While genotypes are different in their genomes, biotypes can be identified on the basis of phenotypic characteristics. BVDV can exhibit two different biotypes: a cytopathic one (cp BVDV) that damages cells in a cell culture (vacuolization and lysis), and a non-cytopathic one (ncp BVDV), that does not affect cells in this way. Ncp BVDV is more frequent in nature and accounts for most of the damage caused by BVD. Ncp BVDV codes for a non-structural protein named NS23, cp BVDV in contrast for two separate proteins NS2 and NS3. NS3 is considered a marker protein of cp BVDV.

Since ncp BVDV is commonly isolated from acute infections (today, about 90% of all symptomatic acute infections are supposed to be caused by ncp BVDV) and induces persistent infections, whereas cp BVDV is the causative agent of Mucosal Disease (in combination with a persistent ncp BVDV), ncp BVDV was thought of as a pathogen that causes only mild diseases. However, this assumption was proven wrong by an outbreak of "severe acute BVD" (ncp BVDV-2) in the early nineties. The biotype on hand does indeed not account for the virulence of a pathogen: Both biotypes, cytopathic as well as non cytopathic, may produce mild or aggressive strains (e.g., all highly virulent BVDV-2 are non-cytopathic).

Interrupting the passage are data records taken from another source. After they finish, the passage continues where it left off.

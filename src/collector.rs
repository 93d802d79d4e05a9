//! Precedent collection from the external ruling source.
//!
//! Defines the [`RulingCollector`] trait and the HTTP implementation that
//! queries a search API scoped to the authoritative ruling domains. The
//! collector is a pure fetch-and-parse unit: it never retries (retry
//! policy belongs to the orchestrator) and never returns partial garbage —
//! a reachable source with nothing usable is a distinct error from a
//! transport failure, so the orchestrator can pick its fallback.

use async_trait::async_trait;
use serde::Deserialize;
use std::collections::HashSet;
use std::time::Duration;
use tracing::{debug, info, warn};

use crate::config::CollectorConfig;
use crate::error::CollectionError;
use crate::models::RulingDocument;

/// Fetches ruling documents for an HS code from an external source.
#[async_trait]
pub trait RulingCollector: Send + Sync {
    /// Collect qualifying rulings, deduplicated by content hash.
    ///
    /// Fails with [`CollectionError`] when the source is unreachable,
    /// times out, or returns zero qualifying results.
    async fn collect(
        &self,
        hs_code: &str,
        query_hints: Option<&str>,
    ) -> Result<Vec<RulingDocument>, CollectionError>;
}

/// One raw result from the search API, before validation.
#[derive(Debug, Deserialize)]
struct RawResult {
    #[serde(default)]
    url: String,
    #[serde(default)]
    title: String,
    #[serde(default)]
    content: String,
    #[serde(default)]
    published_date: Option<String>,
}

#[derive(Debug, Deserialize)]
struct SearchResponse {
    results: Vec<RawResult>,
}

/// Collector backed by a Tavily-compatible web search API.
pub struct HttpRulingCollector {
    client: reqwest::Client,
    config: CollectorConfig,
}

impl HttpRulingCollector {
    pub fn new(config: CollectorConfig) -> Result<Self, CollectionError> {
        let client = reqwest::Client::builder()
            .timeout(Duration::from_secs(config.timeout_seconds))
            .build()
            .map_err(|e| CollectionError::Transport(e.to_string()))?;
        Ok(HttpRulingCollector { client, config })
    }

    fn search_query(&self, hs_code: &str, query_hints: Option<&str>) -> String {
        match query_hints {
            Some(hints) if !hints.trim().is_empty() => {
                format!("\"HS {}\" \"{}\" classification ruling", hs_code, hints.trim())
            }
            _ => format!("\"HS {}\" classification ruling", hs_code),
        }
    }
}

#[async_trait]
impl RulingCollector for HttpRulingCollector {
    async fn collect(
        &self,
        hs_code: &str,
        query_hints: Option<&str>,
    ) -> Result<Vec<RulingDocument>, CollectionError> {
        let api_key = std::env::var(&self.config.api_key_env)
            .map_err(|_| CollectionError::MissingApiKey(self.config.api_key_env.clone()))?;

        let query = self.search_query(hs_code, query_hints);
        debug!(%query, "collecting rulings");

        let body = serde_json::json!({
            "api_key": api_key,
            "query": query,
            "search_depth": "advanced",
            "max_results": self.config.max_results,
            "include_domains": self.config.include_domains,
        });

        let response = self
            .client
            .post(&self.config.endpoint)
            .json(&body)
            .send()
            .await
            .map_err(|e| {
                if e.is_timeout() {
                    CollectionError::Timeout(self.config.timeout_seconds)
                } else {
                    CollectionError::Transport(e.to_string())
                }
            })?;

        let status = response.status();
        if !status.is_success() {
            return Err(CollectionError::Transport(format!(
                "search API returned {}",
                status
            )));
        }

        let parsed: SearchResponse = response
            .json()
            .await
            .map_err(|e| CollectionError::InvalidResponse(e.to_string()))?;

        let documents = qualify_results(parsed.results, hs_code, &self.config.include_domains);
        if documents.is_empty() {
            return Err(CollectionError::NoResults(hs_code.to_string()));
        }

        info!(hs_code, count = documents.len(), "collected rulings");
        Ok(documents)
    }
}

/// Pages on the ruling sites that are navigation, not rulings.
const EXCLUDED_PATHS: &[&str] = &["/search", "/home", "/requirements", "/sites/default/files"];

/// Validate, scope, and deduplicate raw search results.
///
/// Results outside the authoritative domains are discarded outright, as are
/// non-ruling pages and records missing a URL or body text. Two results
/// with identical normalized body text collapse to one document.
fn qualify_results(
    results: Vec<RawResult>,
    hs_code: &str,
    include_domains: &[String],
) -> Vec<RulingDocument> {
    let mut seen: HashSet<String> = HashSet::new();
    let mut documents = Vec::new();

    for result in results {
        if result.url.is_empty() || result.content.trim().is_empty() {
            warn!(url = %result.url, "discarding malformed result");
            continue;
        }
        if !url_in_domains(&result.url, include_domains) {
            warn!(url = %result.url, "discarding off-domain result");
            continue;
        }
        if !is_ruling_page(&result.url) {
            debug!(url = %result.url, "discarding non-ruling page");
            continue;
        }

        let title = if result.title.trim().is_empty() {
            extract_ruling_id(&result.url).unwrap_or_else(|| "(untitled ruling)".to_string())
        } else {
            result.title.trim().to_string()
        };

        let published_date = result
            .published_date
            .as_deref()
            .and_then(|d| chrono::NaiveDate::parse_from_str(d, "%Y-%m-%d").ok());

        let document = RulingDocument::new(
            result.url,
            hs_code.to_string(),
            title,
            result.content,
            published_date,
        );

        // Identity is the content hash, so this collapses re-fetches of
        // the same ruling text.
        if seen.insert(document.id.clone()) {
            documents.push(document);
        }
    }

    documents
}

/// Whether the URL's host is one of the authoritative ruling domains
/// (exact match or subdomain).
fn url_in_domains(url: &str, include_domains: &[String]) -> bool {
    let Some(host) = url_host(url) else {
        return false;
    };
    include_domains
        .iter()
        .any(|d| host == *d || host.ends_with(&format!(".{}", d)))
}

fn url_host(url: &str) -> Option<&str> {
    let rest = url.strip_prefix("https://").or_else(|| url.strip_prefix("http://"))?;
    let host = rest.split(['/', '?', '#']).next()?;
    if host.is_empty() {
        None
    } else {
        Some(host)
    }
}

/// Actual ruling pages live under `/ruling/`; everything else on the site
/// is navigation or bulk files.
fn is_ruling_page(url: &str) -> bool {
    let lower = url.to_lowercase();
    lower.contains("/ruling/") && !EXCLUDED_PATHS.iter().any(|p| lower.contains(p))
}

/// Pull the ruling number out of a ruling URL, e.g.
/// `https://rulings.cbp.gov/ruling/N256328` → `N256328`.
fn extract_ruling_id(url: &str) -> Option<String> {
    const MARKER: &[u8] = b"/ruling/";
    // The marker is matched on the original bytes; a matching window is
    // all ASCII, so the offsets below stay char boundaries even when the
    // URL contains multi-byte characters.
    let pos = url
        .as_bytes()
        .windows(MARKER.len())
        .position(|w| w.eq_ignore_ascii_case(MARKER))?;
    let tail = &url[pos + MARKER.len()..];
    let id: String = tail
        .chars()
        .take_while(|c| c.is_ascii_alphanumeric())
        .collect();
    if id.chars().any(|c| c.is_ascii_digit()) {
        Some(id.to_uppercase())
    } else {
        None
    }
}

#[cfg(test)]
mod tests {
    use super::*;

    fn raw(url: &str, title: &str, content: &str) -> RawResult {
        RawResult {
            url: url.to_string(),
            title: title.to_string(),
            content: content.to_string(),
            published_date: None,
        }
    }

    fn cbp_domains() -> Vec<String> {
        vec!["rulings.cbp.gov".to_string()]
    }

    #[test]
    fn test_off_domain_results_discarded() {
        let results = vec![
            raw(
                "https://rulings.cbp.gov/ruling/N256328",
                "N256328",
                "Speakers classified in subheading 8518.22.00",
            ),
            raw(
                "https://example.com/ruling/N999999",
                "blog post",
                "Unofficial commentary about speakers",
            ),
        ];
        let docs = qualify_results(results, "8518.22.00", &cbp_domains());
        assert_eq!(docs.len(), 1);
        assert!(docs[0].source_url.contains("rulings.cbp.gov"));
    }

    #[test]
    fn test_non_ruling_pages_discarded() {
        let results = vec![
            raw("https://rulings.cbp.gov/search?term=8518", "search", "results page"),
            raw("https://rulings.cbp.gov/home", "home", "landing page"),
            raw(
                "https://rulings.cbp.gov/ruling/H301619",
                "HQ H301619",
                "Classification of multimedia speakers",
            ),
        ];
        let docs = qualify_results(results, "8518.22.00", &cbp_domains());
        assert_eq!(docs.len(), 1);
        assert_eq!(docs[0].title, "HQ H301619");
    }

    #[test]
    fn test_dedup_by_content_hash() {
        let body = "Ruling N256328: speakers classified in 8518.22.00";
        let results = vec![
            raw("https://rulings.cbp.gov/ruling/N256328", "N256328", body),
            // Same text fetched under a different URL.
            raw("https://rulings.cbp.gov/ruling/N256328?page=1", "dup", body),
        ];
        let docs = qualify_results(results, "8518.22.00", &cbp_domains());
        assert_eq!(docs.len(), 1);
    }

    #[test]
    fn test_malformed_records_rejected() {
        let results = vec![
            raw("", "no url", "some text"),
            raw("https://rulings.cbp.gov/ruling/N111111", "no body", "   "),
        ];
        let docs = qualify_results(results, "8518.22.00", &cbp_domains());
        assert!(docs.is_empty());
    }

    #[test]
    fn test_ruling_id_extraction() {
        assert_eq!(
            extract_ruling_id("https://rulings.cbp.gov/ruling/N256328"),
            Some("N256328".to_string())
        );
        assert_eq!(
            extract_ruling_id("https://rulings.cbp.gov/ruling/h301619?term=x"),
            Some("H301619".to_string())
        );
        assert_eq!(extract_ruling_id("https://rulings.cbp.gov/home"), None);
    }

    #[test]
    fn test_ruling_id_extraction_survives_non_ascii_urls() {
        // "İ" lowercases to two chars, so byte offsets computed on a
        // lowercased copy would not be valid in the original string.
        assert_eq!(
            extract_ruling_id("https://rulings.cbp.gov/İ/Ruling/N256328"),
            Some("N256328".to_string())
        );
        assert_eq!(
            extract_ruling_id("https://rulings.cbp.gov/İ/ruling/é999"),
            None
        );
    }

    #[test]
    fn test_untitled_non_ascii_url_result_qualifies() {
        let results = vec![raw(
            "https://rulings.cbp.gov/İ/ruling/é999",
            "",
            "Classification of loudspeaker enclosures under 8518.22.00",
        )];
        let docs = qualify_results(results, "8518.22.00", &cbp_domains());
        assert_eq!(docs.len(), 1);
        assert_eq!(docs[0].title, "(untitled ruling)");
    }

    #[test]
    fn test_untitled_result_falls_back_to_ruling_id() {
        let results = vec![raw(
            "https://rulings.cbp.gov/ruling/R04137",
            "",
            "Tariff classification of skin care preparations",
        )];
        let docs = qualify_results(results, "3304.99.50.00", &cbp_domains());
        assert_eq!(docs[0].title, "R04137");
    }

    #[test]
    fn test_url_host_parsing() {
        assert_eq!(url_host("https://rulings.cbp.gov/ruling/x"), Some("rulings.cbp.gov"));
        assert_eq!(url_host("http://rulings.cbp.gov"), Some("rulings.cbp.gov"));
        assert_eq!(url_host("ftp://rulings.cbp.gov"), None);
        assert!(!url_in_domains(
            "https://rulingscbp.gov.evil.com/ruling/N1",
            &cbp_domains()
        ));
        assert!(url_in_domains(
            "https://www.rulings.cbp.gov/ruling/N1",
            &["cbp.gov".to_string()]
        ));
    }

    #[test]
    fn test_search_query_shape() {
        let collector = HttpRulingCollector::new(crate::config::CollectorConfig::default()).unwrap();
        let q = collector.search_query("8518.22.00", Some("bluetooth speaker"));
        assert!(q.contains("HS 8518.22.00"));
        assert!(q.contains("bluetooth speaker"));
        let bare = collector.search_query("8518.22.00", None);
        assert!(bare.contains("classification ruling"));
    }
}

Cp viruses arise from ncp viruses by mutation (insertion of cellular sequences, gene duplications, deletions, single nucleotide changes and others), the new cp virus being antigenetically identical with the original ncp virus (this is an important factor in the pathogenesis of Mucosal Disease). The reversed case (mutation from cp to ncp) was once described [32], however it remains controversial.